Almost as soon as we got married, I learned some things he had been hiding from me. He had failed a couple classes during his first two years of school that he had to repeat. Not a huge deal, but I was surprised that he had never told me. Step 1 was coming up for him and I noticed that he wasn't putting in the time and effort in order to study. We had several talks about this, but I decided to trust him and let him take responsibility for his own education. Needless to say, he failed Step 1. In order to have more time to study, he decided to repeat second year. Just months after getting married this was obviously a huge blow, but I decided to support him in every way I could and stick with it together. He "studied" the whole year, still not putting in the effort that I know to be necessary to do well on Step. In the mean time, he shut all of our friends out of our lives, lied about how he was spending his year even to our friends, and lied to me about how he was progressing on his tests. We talked about how much it was bothering me but he never changed his behavior. Finally, June came around and it was time for him to attempt Step again. Instead of taking the test, he decided to quit medical school entirely, with a plan to do a PhD instead. I was leaving for an international rotation, and he promised that he would find a job and apply to school while I was gone. He had 6 weeks to do it, and neither of those things happened. In the mean time, I also found out that he was delinquent on rent for 6 months and we could no longer afford to live in our home.

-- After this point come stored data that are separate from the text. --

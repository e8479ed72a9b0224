//! Allow-list HTML sanitizer
//!
//! A single left-to-right pass over a tag/attribute grammar:
//!
//! ```text
//! text        ──▶ kept (stray '<' / '>' escaped)
//! <p|strong|ul|li|em> ──▶ re-emitted bare, attributes dropped
//! <br ...>    ──▶ <br/>
//! <a ...>     ──▶ <a href=".." target="_blank" rel="noopener"> or <a>
//! <script|style|head> ──▶ dropped with their content
//! comments, doctype, any other tag ──▶ dropped
//! ```
//!
//! Output of [`sanitize_html`] is a fixed point: sanitizing it again returns
//! the same string.

/// Tags that survive sanitization
pub const ALLOWED_TAGS: [&str; 7] = ["p", "strong", "ul", "li", "br", "em", "a"];

/// Tags whose entire content is discarded
const DROPPED_CONTAINERS: [&str; 3] = ["script", "style", "head"];

/// Escape text for an HTML body or a double-quoted attribute value
pub fn escape_html(text: &str) -> String {
    let mut out = String::with_capacity(text.len());
    for c in text.chars() {
        match c {
            '&' => out.push_str("&amp;"),
            '<' => out.push_str("&lt;"),
            '>' => out.push_str("&gt;"),
            '"' => out.push_str("&quot;"),
            '\'' => out.push_str("&#39;"),
            _ => out.push(c),
        }
    }
    out
}

/// Reverse of [`escape_html`] for the five entities it emits
pub fn unescape_entities(text: &str) -> String {
    text.replace("&lt;", "<")
        .replace("&gt;", ">")
        .replace("&quot;", "\"")
        .replace("&#39;", "'")
        .replace("&amp;", "&")
}

/// Whether an anchor target may be emitted: `https://` or a single-slash
/// root-relative path
pub fn is_safe_href(href: &str) -> bool {
    let href = href.trim();
    let lower = href.to_ascii_lowercase();
    if lower.starts_with("javascript:") || lower.starts_with("data:") {
        return false;
    }
    lower.starts_with("https://") || (href.starts_with('/') && !href.starts_with("//"))
}

/// Map typographic dashes and quotes to ASCII
fn normalize_punctuation(text: &str) -> String {
    text.chars()
        .map(|c| match c {
            '\u{2013}' | '\u{2014}' => '-',
            '\u{2018}' | '\u{2019}' => '\'',
            '\u{201C}' | '\u{201D}' => '"',
            other => other,
        })
        .collect::<String>()
        .replace("\r\n", "\n")
}

/// A parsed tag
struct Tag<'a> {
    name: String,
    closing: bool,
    attrs: &'a str,
}

/// Parse the inside of `<...>`; `None` when it does not start like a tag
fn parse_tag(inner: &str) -> Option<Tag<'_>> {
    let trimmed = inner.trim_start();
    let (closing, rest) = match trimmed.strip_prefix('/') {
        Some(rest) => (true, rest.trim_start()),
        None => (false, trimmed),
    };
    if !rest.starts_with(|c: char| c.is_ascii_alphabetic()) {
        return None;
    }
    let name_len = rest
        .find(|c: char| !c.is_ascii_alphanumeric())
        .unwrap_or(rest.len());
    Some(Tag {
        name: rest[..name_len].to_ascii_lowercase(),
        closing,
        attrs: &rest[name_len..],
    })
}

/// Attribute value by name (case-insensitive); quoted or bare values
fn attribute(attrs: &str, wanted: &str) -> Option<String> {
    let bytes = attrs.as_bytes();
    let mut i = 0;
    while i < bytes.len() {
        while i < bytes.len() && (bytes[i].is_ascii_whitespace() || bytes[i] == b'/') {
            i += 1;
        }
        let name_start = i;
        while i < bytes.len()
            && !bytes[i].is_ascii_whitespace()
            && bytes[i] != b'='
            && bytes[i] != b'/'
        {
            i += 1;
        }
        let name = &attrs[name_start..i];
        while i < bytes.len() && bytes[i].is_ascii_whitespace() {
            i += 1;
        }
        let mut value = None;
        if i < bytes.len() && bytes[i] == b'=' {
            i += 1;
            while i < bytes.len() && bytes[i].is_ascii_whitespace() {
                i += 1;
            }
            if i < bytes.len() && (bytes[i] == b'"' || bytes[i] == b'\'') {
                let quote = bytes[i];
                let start = i + 1;
                let end = attrs[start..]
                    .find(quote as char)
                    .map_or(attrs.len(), |off| start + off);
                value = Some(&attrs[start..end]);
                i = (end + 1).min(attrs.len());
            } else {
                let start = i;
                while i < bytes.len() && !bytes[i].is_ascii_whitespace() {
                    i += 1;
                }
                value = Some(&attrs[start..i]);
            }
        }
        if name.is_empty() && value.is_none() {
            i += 1;
            continue;
        }
        if name.eq_ignore_ascii_case(wanted) {
            return value.map(str::to_string);
        }
    }
    None
}

/// Byte offset of the `>` closing a tag opened at `start`, honoring quotes
fn tag_end(s: &str, start: usize) -> Option<usize> {
    let mut quote: Option<char> = None;
    for (off, c) in s[start..].char_indices() {
        match (quote, c) {
            (Some(q), c) if c == q => quote = None,
            (Some(_), _) => {}
            (None, '"') | (None, '\'') => quote = Some(c),
            (None, '>') => return Some(start + off),
            _ => {}
        }
    }
    None
}

/// Byte offset just past the closing tag of a dropped container
fn skip_container(s: &str, from: usize, name: &str) -> usize {
    let lower = s[from..].to_ascii_lowercase();
    let needle = format!("</{}", name);
    match lower.find(&needle) {
        Some(off) => {
            let close_start = from + off;
            tag_end(s, close_start).map_or(s.len(), |end| end + 1)
        }
        None => s.len(),
    }
}

fn render_anchor(attrs: &str) -> String {
    match attribute(attrs, "href").map(|raw| unescape_entities(raw.trim())) {
        Some(href) if is_safe_href(&href) => format!(
            "<a href=\"{}\" target=\"_blank\" rel=\"noopener\">",
            escape_html(&href)
        ),
        _ => "<a>".to_string(),
    }
}

/// Sanitize an HTML fragment down to the allow-listed grammar
pub fn sanitize_html(input: &str) -> String {
    let s = normalize_punctuation(input);
    let mut out = String::with_capacity(s.len());
    let mut i = 0;

    while let Some(c) = s[i..].chars().next() {
        match c {
            '<' => {
                let rest = &s[i + 1..];
                if rest.starts_with("!--") {
                    i = match rest[3..].find("-->") {
                        Some(off) => i + 1 + 3 + off + 3,
                        None => s.len(),
                    };
                    continue;
                }
                let Some(end) = tag_end(&s, i + 1) else {
                    out.push_str("&lt;");
                    i += 1;
                    continue;
                };
                let inner = &s[i + 1..end];
                if inner.starts_with('!') || inner.starts_with('?') {
                    i = end + 1;
                    continue;
                }
                let Some(tag) = parse_tag(inner) else {
                    out.push_str("&lt;");
                    i += 1;
                    continue;
                };
                i = end + 1;
                if !tag.closing && DROPPED_CONTAINERS.contains(&tag.name.as_str()) {
                    i = skip_container(&s, i, &tag.name);
                    continue;
                }
                match (tag.name.as_str(), tag.closing) {
                    ("br", _) => out.push_str("<br/>"),
                    ("a", false) => out.push_str(&render_anchor(tag.attrs)),
                    (name, closing) if ALLOWED_TAGS.contains(&name) => {
                        out.push('<');
                        if closing {
                            out.push('/');
                        }
                        out.push_str(name);
                        out.push('>');
                    }
                    _ => {}
                }
            }
            '>' => {
                out.push_str("&gt;");
                i += 1;
            }
            other => {
                out.push(other);
                i += other.len_utf8();
            }
        }
    }

    out.trim().to_string()
}

#[cfg(test)]
mod tests {
    use super::*;

    #[test]
    fn test_escape_html() {
        assert_eq!(
            escape_html(r#"<a href="x">Tom & 'Jerry'</a>"#),
            "&lt;a href=&quot;x&quot;&gt;Tom &amp; &#39;Jerry&#39;&lt;/a&gt;"
        );
    }

    #[test]
    fn test_strips_attributes_and_unknown_tags() {
        let out = sanitize_html(
            r#"<div class="x"><p style="color:red">Hi <span>there</span></p><UL><li id="1">One</li></UL></div>"#,
        );
        assert_eq!(out, "<p>Hi there</p><ul><li>One</li></ul>");
    }

    #[test]
    fn test_drops_document_wrappers_and_scripts() {
        let out = sanitize_html(
            "<!DOCTYPE html><html><head><title>t</title></head><body>\
             <!-- note --><script>alert(1)</script><style>p{}</style><p>Body</p></body></html>",
        );
        assert_eq!(out, "<p>Body</p>");
    }

    #[test]
    fn test_br_variants() {
        assert_eq!(sanitize_html("a<br>b<BR />c<br/>"), "a<br/>b<br/>c<br/>");
    }

    #[test]
    fn test_anchor_rewrite() {
        assert_eq!(
            sanitize_html(r#"<a href="https://example.com/x" onclick="evil()">x</a>"#),
            r#"<a href="https://example.com/x" target="_blank" rel="noopener">x</a>"#
        );
        assert_eq!(
            sanitize_html("<a href='/lightning/r/1'>x</a>"),
            r#"<a href="/lightning/r/1" target="_blank" rel="noopener">x</a>"#
        );
        assert_eq!(sanitize_html(r#"<a href="javascript:alert(1)">x</a>"#), "<a>x</a>");
        assert_eq!(sanitize_html(r#"<a href="data:text/html,hi">x</a>"#), "<a>x</a>");
        assert_eq!(sanitize_html(r#"<a href="http://example.com">x</a>"#), "<a>x</a>");
        assert_eq!(sanitize_html(r#"<a href="//evil.example">x</a>"#), "<a>x</a>");
        assert_eq!(sanitize_html(r#"<a data-href="https://x.example">x</a>"#), "<a>x</a>");
    }

    #[test]
    fn test_stray_angle_brackets_escaped() {
        assert_eq!(sanitize_html("<p>3 < 5 and 7 > 2</p>"), "<p>3 &lt; 5 and 7 &gt; 2</p>");
    }

    #[test]
    fn test_punctuation_normalized() {
        assert_eq!(
            sanitize_html("<p>\u{201C}Hi\u{201D} \u{2014} it\u{2019}s</p>"),
            "<p>\"Hi\" - it's</p>"
        );
    }

    #[test]
    fn test_idempotent() {
        let inputs = [
            r#"<p onclick="x">A &amp; B</p><a href="https://e.example/?a=1&amp;b=2">l</a>"#,
            "<ul><li>1 < 2</li></ul><script>x</script>",
            r#"<a href="https://e.example/q?x=&quot;y&quot;">q</a>"#,
        ];
        for input in inputs {
            let once = sanitize_html(input);
            assert_eq!(sanitize_html(&once), once, "input: {}", input);
        }
    }

    #[test]
    fn test_is_safe_href() {
        assert!(is_safe_href("https://example.com"));
        assert!(is_safe_href("/relative"));
        assert!(!is_safe_href("//protocol-relative"));
        assert!(!is_safe_href("JavaScript:alert(1)"));
        assert!(!is_safe_href(""));
    }
}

Now, he got into a PhD program and is living at his parent's house while I am traveling the country for my interviews and away rotations. I feel so betrayed at this point and feel like I don't even know this person. I tried to be supportive for so long but almost feel like what has happened is irreconcilable. I get so excited thinking about my future in medicine, and finally feel like myself again not being associated with someone that I felt was slowly draining me in every way. I feel terrible because I know that he is struggling, and he really is a kind and selfless man that I feel like is in a hard place in life. But I can't help feeling like I married a fraud. My vows and belief in Christian marriage are what's stopping me from leaving, but I know that if we had just waited 6 months to get married we wouldn't even be together anymore.
I want to make clear that I don't care that my husband won't be a doctor. What makes me scared to continue our marriage is his lack of integrity and how horribly he dealt with the entire situation. Now that he's in a PhD program, we also will not be moving together when I move for residency and will have a long distance marriage for at least 2 years.
Has anyone been in this position before? Did you stay? Leave? I know this isn't necessarily a med student issue, but I felt that this community would understand this predicament in a way that others couldn't. Thanks!